→ **GOAL OF THE EXERCISE**: Go through the data below and gather each line containing "every".

→ **GIVEN ENTRIES**:
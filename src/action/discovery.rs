//! Bus discovery actions of the TV
//!
//! - [`DeviceDiscovery`] polls every remote address once after address
//!   allocation and collects physical address, OSD name and vendor id of
//!   each device that answers.
//! - [`HotplugDetection`] re-polls the bus periodically (or on a hotplug
//!   event) and reconciles the registry with the devices that still answer.
//! - [`NewDevice`] completes the record of a single device that announced
//!   itself with `<Report Physical Address>`.

use std::time::Duration;

use tracing::{debug, info};

use super::scheduler::millis;
use super::{FeatureAction, Step};
use crate::device::{LocalDevice, TvController};
use crate::protocol::address::format_path;
use crate::protocol::constants::{opcode, UNKNOWN_VENDOR_ID};
use crate::protocol::message::{
    build_give_device_vendor_id, build_give_osd_name, build_give_physical_address,
};
use crate::protocol::{CecMessage, DeviceType, LogicalAddress, PhysicalAddress, PortId};
use crate::registry::DeviceInfo;

const DISCOVERY_TIMEOUT_MS: u64 = 2_000;
const DISCOVERY_TIMEOUT_RETRY: u32 = 5;
const NEW_DEVICE_TIMEOUT_MS: u64 = 1_000;

#[derive(Debug, Clone, Copy, PartialEq, Eq)]
enum Stage {
    PhysicalAddress,
    OsdName,
    VendorId,
}

impl Stage {
    fn state(self) -> u32 {
        match self {
            Stage::PhysicalAddress => 1,
            Stage::OsdName => 2,
            Stage::VendorId => 3,
        }
    }

    fn request_opcode(self) -> u8 {
        match self {
            Stage::PhysicalAddress => opcode::GIVE_PHYSICAL_ADDRESS,
            Stage::OsdName => opcode::GIVE_OSD_NAME,
            Stage::VendorId => opcode::GIVE_DEVICE_VENDOR_ID,
        }
    }

    fn next(self) -> Option<Stage> {
        match self {
            Stage::PhysicalAddress => Some(Stage::OsdName),
            Stage::OsdName => Some(Stage::VendorId),
            Stage::VendorId => None,
        }
    }

    fn request(self, src: LogicalAddress, dst: LogicalAddress) -> CecMessage {
        match self {
            Stage::PhysicalAddress => build_give_physical_address(src, dst),
            Stage::OsdName => build_give_osd_name(src, dst),
            Stage::VendorId => build_give_device_vendor_id(src, dst),
        }
    }
}

#[derive(Debug)]
struct Discovered {
    logical_address: LogicalAddress,
    physical_address: Option<PhysicalAddress>,
    port_id: Option<PortId>,
    device_type: DeviceType,
    vendor_id: u32,
    display_name: Option<String>,
}

impl Discovered {
    fn new(logical_address: LogicalAddress) -> Self {
        Self {
            logical_address,
            physical_address: None,
            port_id: None,
            device_type: logical_address.device_type(),
            vendor_id: UNKNOWN_VENDOR_ID,
            display_name: None,
        }
    }

    fn into_info(self) -> Option<DeviceInfo> {
        let physical_address = self.physical_address?;
        let name = self
            .display_name
            .unwrap_or_else(|| DeviceInfo::default_name(self.logical_address));
        Some(DeviceInfo::new(
            self.logical_address,
            physical_address,
            self.port_id,
            self.device_type,
            self.vendor_id,
            name,
        ))
    }
}

/// Poll the bus and collect a record for every device that answers
#[derive(Debug)]
pub struct DeviceDiscovery {
    local: Vec<LogicalAddress>,
    devices: Vec<Discovered>,
    stage: Stage,
    index: usize,
    retries: u32,
}

impl DeviceDiscovery {
    pub fn new(local: Vec<LogicalAddress>) -> Self {
        Self {
            local,
            devices: Vec::new(),
            stage: Stage::PhysicalAddress,
            index: 0,
            retries: 0,
        }
    }

    /// Send the current stage's request to the next device, moving through
    /// stages as they complete
    fn query(&mut self, tv: &mut TvController) -> Step {
        loop {
            if self.index >= self.devices.len() {
                match self.stage.next() {
                    Some(stage) => {
                        self.stage = stage;
                        self.index = 0;
                        continue;
                    }
                    None => return self.finish(tv),
                }
            }

            let device = &self.devices[self.index];
            // Devices that never reported a physical address are dropped
            if self.stage != Stage::PhysicalAddress && device.physical_address.is_none() {
                self.index += 1;
                continue;
            }
            let request = self.stage.request(tv.address(), device.logical_address);
            if tv.send(&request).is_success() {
                return Step::wait(self.stage.state(), millis(DISCOVERY_TIMEOUT_MS));
            }
            self.advance();
        }
    }

    fn advance(&mut self) {
        self.index += 1;
        self.retries = 0;
    }

    fn finish(&mut self, tv: &mut TvController) -> Step {
        let found: Vec<DeviceInfo> = self
            .devices
            .drain(..)
            .filter_map(Discovered::into_info)
            .collect();
        info!(found = found.len(), "Device discovery finished");
        tv.on_device_discovery_done(found);
        Step::Finished
    }
}

impl FeatureAction<TvController> for DeviceDiscovery {
    fn start(&mut self, tv: &mut TvController) -> Step {
        let me = tv.address();
        self.devices = LogicalAddress::REMOTE_CANDIDATES
            .iter()
            .copied()
            .filter(|address| !self.local.contains(address))
            .filter(|&address| tv.context().poll(me, address).is_success())
            .map(Discovered::new)
            .collect();
        debug!(acked = self.devices.len(), "Polled remote addresses");
        self.query(tv)
    }

    fn process_command(&mut self, tv: &mut TvController, message: &CecMessage) -> Option<Step> {
        let device = self.devices.get_mut(self.index)?;
        if message.source != device.logical_address {
            return None;
        }
        match (self.stage, message.opcode) {
            (Stage::PhysicalAddress, opcode::REPORT_PHYSICAL_ADDRESS) => {
                let path = message.physical_address()?;
                device.physical_address = Some(path);
                device.port_id = tv.ports().path_to_port_id(path);
                if let Some(device_type) = message.param(2) {
                    device.device_type = DeviceType::from_u8(device_type);
                }
            }
            (Stage::OsdName, opcode::SET_OSD_NAME) => {
                device.display_name = message.ascii_params();
            }
            (Stage::VendorId, opcode::DEVICE_VENDOR_ID) => {
                device.vendor_id = message.vendor_id().unwrap_or(UNKNOWN_VENDOR_ID);
            }
            (stage, opcode::FEATURE_ABORT) if message.param(0) == Some(stage.request_opcode()) => {
                debug!(device = %device.logical_address, ?stage, "Request aborted");
            }
            _ => return None,
        }
        self.advance();
        Some(self.query(tv))
    }

    fn handle_timer_event(&mut self, tv: &mut TvController, state: u32) -> Step {
        if state != self.stage.state() {
            return Step::Continue;
        }
        self.retries += 1;
        if self.retries >= DISCOVERY_TIMEOUT_RETRY {
            self.advance();
        }
        self.query(tv)
    }
}

const STATE_WAIT_FOR_NEXT_POLLING: u32 = 1;

/// Periodic presence check of every remote address. Never finishes.
#[derive(Debug)]
pub struct HotplugDetection {
    local: Vec<LogicalAddress>,
    interval: Duration,
}

impl HotplugDetection {
    pub fn new(local: Vec<LogicalAddress>, interval: Duration) -> Self {
        Self { local, interval }
    }

    /// Poll right away and restart the polling period
    pub fn poll_all_devices_now(&mut self, tv: &mut TvController) -> Step {
        self.poll_all_devices(tv);
        Step::wait(STATE_WAIT_FOR_NEXT_POLLING, self.interval)
    }

    fn poll_all_devices(&self, tv: &mut TvController) {
        let me = tv.address();
        let acked: Vec<LogicalAddress> = LogicalAddress::REMOTE_CANDIDATES
            .iter()
            .copied()
            .filter(|address| !self.local.contains(address))
            .filter(|&address| tv.context().poll(me, address).is_success())
            .collect();

        let gone: Vec<DeviceInfo> = tv
            .device_info_list(false)
            .into_iter()
            .filter(|info| !acked.contains(&info.logical_address))
            .collect();
        for info in gone {
            remove_device(tv, &info);
        }

        for address in acked {
            if tv.device_info_of(address).is_none() {
                debug!(device = %address, "New device answered the poll");
                tv.send(&build_give_physical_address(me, address));
            }
        }
    }
}

fn remove_device(tv: &mut TvController, info: &DeviceInfo) {
    info!(
        device = %info.logical_address,
        path = %format_path(info.physical_address),
        "Device disappeared"
    );
    tv.handle_remove_active_routing_path(info.physical_address);
    tv.cancel_actions_for_removed_device(info.logical_address);
    tv.remove_cec_device(info.logical_address);
}

impl FeatureAction<TvController> for HotplugDetection {
    fn start(&mut self, _tv: &mut TvController) -> Step {
        Step::wait(STATE_WAIT_FOR_NEXT_POLLING, self.interval)
    }

    fn process_command(&mut self, _tv: &mut TvController, _message: &CecMessage) -> Option<Step> {
        None
    }

    fn handle_timer_event(&mut self, tv: &mut TvController, state: u32) -> Step {
        if state != STATE_WAIT_FOR_NEXT_POLLING {
            return Step::Continue;
        }
        self.poll_all_devices_now(tv)
    }
}

const STATE_WAITING_FOR_OSD_NAME: u32 = 1;
const STATE_WAITING_FOR_VENDOR_ID: u32 = 2;

/// Complete the record of a device that reported its physical address
#[derive(Debug)]
pub struct NewDevice {
    logical_address: LogicalAddress,
    physical_address: PhysicalAddress,
    display_name: Option<String>,
    vendor_id: u32,
    state: u32,
}

impl NewDevice {
    pub fn new(logical_address: LogicalAddress, physical_address: PhysicalAddress) -> Self {
        Self {
            logical_address,
            physical_address,
            display_name: None,
            vendor_id: UNKNOWN_VENDOR_ID,
            state: 0,
        }
    }

    pub fn is_action_of(
        &self,
        logical_address: LogicalAddress,
        physical_address: PhysicalAddress,
    ) -> bool {
        self.logical_address == logical_address && self.physical_address == physical_address
    }

    fn request_osd_name(&mut self, tv: &mut TvController) -> Step {
        let cached = tv
            .message_cache()
            .get_message(self.logical_address, opcode::SET_OSD_NAME)
            .map(CecMessage::ascii_params);
        if let Some(name) = cached {
            self.display_name = name;
            return self.request_vendor_id(tv);
        }
        self.state = STATE_WAITING_FOR_OSD_NAME;
        if !tv
            .send(&build_give_osd_name(tv.address(), self.logical_address))
            .is_success()
        {
            return self.request_vendor_id(tv);
        }
        Step::wait(self.state, millis(NEW_DEVICE_TIMEOUT_MS))
    }

    fn request_vendor_id(&mut self, tv: &mut TvController) -> Step {
        let cached = tv
            .message_cache()
            .get_message(self.logical_address, opcode::DEVICE_VENDOR_ID)
            .and_then(CecMessage::vendor_id);
        if let Some(vendor_id) = cached {
            self.vendor_id = vendor_id;
            return self.add_device_info(tv);
        }
        self.state = STATE_WAITING_FOR_VENDOR_ID;
        if !tv
            .send(&build_give_device_vendor_id(tv.address(), self.logical_address))
            .is_success()
        {
            return self.add_device_info(tv);
        }
        Step::wait(self.state, millis(NEW_DEVICE_TIMEOUT_MS))
    }

    fn add_device_info(&mut self, tv: &mut TvController) -> Step {
        let name = self
            .display_name
            .take()
            .unwrap_or_else(|| DeviceInfo::default_name(self.logical_address));
        let info = DeviceInfo::new(
            self.logical_address,
            self.physical_address,
            tv.ports().path_to_port_id(self.physical_address),
            self.logical_address.device_type(),
            self.vendor_id,
            name,
        );
        tv.add_cec_device(info);

        if self.logical_address.device_type() == DeviceType::AudioSystem {
            if tv.system_audio_mode_setting() {
                tv.start_system_audio_auto_initiation(self.logical_address);
            }
            if tv.arc().feature_enabled {
                tv.start_arc_action(true);
            }
        }
        Step::Finished
    }
}

impl FeatureAction<TvController> for NewDevice {
    fn start(&mut self, tv: &mut TvController) -> Step {
        self.request_osd_name(tv)
    }

    fn process_command(&mut self, tv: &mut TvController, message: &CecMessage) -> Option<Step> {
        if message.source != self.logical_address {
            return None;
        }
        match (self.state, message.opcode) {
            (STATE_WAITING_FOR_OSD_NAME, opcode::SET_OSD_NAME) => {
                self.display_name = message.ascii_params();
                Some(self.request_vendor_id(tv))
            }
            (STATE_WAITING_FOR_VENDOR_ID, opcode::DEVICE_VENDOR_ID) => {
                if let Some(vendor_id) = message.vendor_id() {
                    self.vendor_id = vendor_id;
                }
                Some(self.add_device_info(tv))
            }
            (STATE_WAITING_FOR_OSD_NAME, opcode::FEATURE_ABORT)
                if message.param(0) == Some(opcode::GIVE_OSD_NAME) =>
            {
                Some(self.request_vendor_id(tv))
            }
            (STATE_WAITING_FOR_VENDOR_ID, opcode::FEATURE_ABORT)
                if message.param(0) == Some(opcode::GIVE_DEVICE_VENDOR_ID) =>
            {
                Some(self.add_device_info(tv))
            }
            _ => None,
        }
    }

    fn handle_timer_event(&mut self, tv: &mut TvController, state: u32) -> Step {
        match state {
            STATE_WAITING_FOR_OSD_NAME => self.request_vendor_id(tv),
            STATE_WAITING_FOR_VENDOR_ID => self.add_device_info(tv),
            _ => Step::Continue,
        }
    }
}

→ **TASK RESULT**:
//! - [`DeviceDiscovery`] polls every remote address once after address
/// Poll the bus and collect a record for every device that answers
/// Periodic presence check of every remote address. Never finishes.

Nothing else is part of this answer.